After Tuesday, depending on the result, Afridi will have at least or at the most one more game left in career. He has said he would retire after the World T20, but has since proceeded to give mixed signals, saying that there is pressure on him from his family and friends not to retire after the event. But reports from Pakistan say the board is planning to sack him.

“What people are saying is up to them, but as a captain I am just concerned about my team’s and my performance. I have belief in my and team’s ability that we will make the best use of our skills in tomorrow’s game. New Zealand is a good team, they have been playing good cricket for a few years now, but conditions are different. It’s also a different event and we have the hunger (bhook) to win the next match,” he says.

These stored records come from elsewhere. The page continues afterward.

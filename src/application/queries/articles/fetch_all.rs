use super::ArticleQueryService;
use crate::{
    application::{
        dto::FetchOutcome,
        error::{ApplicationError, ApplicationResult},
    },
    domain::{
        article::{Article, ArticleCollection},
        errors::DomainResult,
    },
};
use futures::future::join_all;

impl ArticleQueryService {
    /// Reads `GET /articles` into `collection`.
    ///
    /// An empty backend is populated from the seed dataset: every seed article
    /// is inserted and every insert is awaited, even after one fails, then the list is read exactly once
    /// more. The seed source is not consulted when the first read has rows.
    pub async fn fetch_all(
        &self,
        collection: &mut ArticleCollection,
    ) -> ApplicationResult<FetchOutcome> {
        let rows = self.remote.list().await?;
        if !rows.is_empty() {
            let count = collection.load_all(rows)?;
            return Ok(FetchOutcome::Loaded { count });
        }

        tracing::warn!("article table is empty, inserting seed dataset");
        self.seed_and_reload(collection).await.inspect_err(|err| {
            tracing::error!(error = %err, "seeding the article table failed");
        })
    }

    async fn seed_and_reload(
        &self,
        collection: &mut ArticleCollection,
    ) -> ApplicationResult<FetchOutcome> {
        let seed_rows = self.seed.load().await?;
        if seed_rows.is_empty() {
            return Err(ApplicationError::seed("seed dataset contains no articles"));
        }

        let articles = seed_rows
            .into_iter()
            .map(Article::from_fields)
            .collect::<DomainResult<Vec<_>>>()?;

        // Every insert settles before the first failure is reported.
        let results = join_all(
            articles
                .iter()
                .map(|article| self.commands.insert_record(article)),
        )
        .await;
        let inserted = articles.len();
        let failed = results.iter().filter(|result| result.is_err()).count();
        if let Some(err) = results.into_iter().find_map(Result::err) {
            tracing::error!(inserted, failed, "seed inserts did not all succeed");
            return Err(err);
        }

        let rows = self.remote.list().await?;
        if rows.is_empty() {
            return Err(ApplicationError::empty_result_race(format!(
                "{inserted} seed articles inserted but the article list is still empty"
            )));
        }

        let count = collection.load_all(rows)?;
        tracing::info!(inserted, count, "article table seeded");
        Ok(FetchOutcome::Seeded { inserted, count })
    }
}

You can’t say Afridi is unperturbed. The creases on his forehead, the fidgetiness of his manner betray his concerns. He needs a release. The shadows have grown longer at the ground in Mohali. Pakistan have finished their practice session but a figure in green strides out to the centre square.

Left-arm akimbo and the bat resting on the shoulder right shoulder like a club, Afridi strikes a quintessential Shahid Khan Afridi pose. He looks around at the vast vacant space around him, probably making a mental note of where the New Zealand fielders will be on Tuesday evening. Then he nods at a support staff member at the other end. As the ball is hurled at him, he clears the front leg and swings hard at it. Over the next half-an-hour or so, you hear mostly a combination of two sounds: the ball meeting the bat and the ball meeting the seats in the stands.

The message is loud and clear: Afridi, if indeed he is nearing his end, he is rushing forward to meet it, with an exhibition of tabadtod batting.